## EXERCISE GOAL
The data is to be reproduced in full and without error.

== Segment start ==

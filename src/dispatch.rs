// Main queue: runs slow work off the worker task and posts the completion back onto it.

use crate::bus::NotificationBus;
use std::future::Future;
use tokio::sync::mpsc;

/// Continuation applied on the worker task with exclusive access to the bus.
pub type Completion = Box<dyn FnOnce(&mut NotificationBus) + Send>;

#[derive(Clone)]
pub struct MainQueue {
    tx: mpsc::UnboundedSender<Completion>,
}

impl MainQueue {
    pub fn channel() -> (Self, mpsc::UnboundedReceiver<Completion>) {
        let (tx, rx) = mpsc::unbounded_channel();
        (Self { tx }, rx)
    }

    /// Spawns `work` on the runtime; once it resolves, `on_main` is queued for
    /// the worker task together with the output. If the worker is gone the
    /// result is dropped.
    pub fn run_async<T, Fut, F>(&self, work: Fut, on_main: F)
    where
        T: Send + 'static,
        Fut: Future<Output = T> + Send + 'static,
        F: FnOnce(T, &mut NotificationBus) + Send + 'static,
    {
        let tx = self.tx.clone();
        tokio::spawn(async move {
            let output = work.await;
            if tx
                .send(Box::new(move |bus: &mut NotificationBus| on_main(output, bus)))
                .is_err()
            {
                tracing::debug!("main queue closed; dropping completion");
            }
        });
    }
}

== Segment end ==

## ANSWER SECTION
filename src/dispatch.rs
// Main queue: runs slow work off the worker task and posts the completion back onto it.

use crate::bus::NotificationBus;
use std::future::Future;
use tokio::sync::mpsc;

/// Continuation applied on the worker task with exclusive access to the bus.
pub type Completion = Box<dyn FnOnce(&mut NotificationBus) + Send>;

#[derive(Clone)]
pub struct MainQueue {
    tx: mpsc::UnboundedSender<Completion>,
}

impl MainQueue {
    pub fn channel() -> (Self, mpsc::UnboundedReceiver<Completion>) {
        let (tx, rx) = mpsc::unbounded_channel();
        (Self { tx }, rx)
    }

    /// Spawns `work` on the runtime; once it resolves, `on_main` is queued for
    /// the worker task together with the output. If the worker is gone the
    /// result is dropped.
    pub fn run_async<T, Fut, F>(&self, work: Fut, on_main: F)
    where
        T: Send + 'static,
        Fut: Future<Output = T> + Send + 'static,
        F: FnOnce(T, &mut NotificationBus) + Send + 'static,
    {
        let tx = self.tx.clone();
        tokio::spawn(async move {
            let output = work.await;
            if tx
                .send(Box::new(move |bus: &mut NotificationBus| on_main(output, bus)))
                .is_err()
            {
                tracing::debug!("main queue closed; dropping completion");
            }
        });
    }
}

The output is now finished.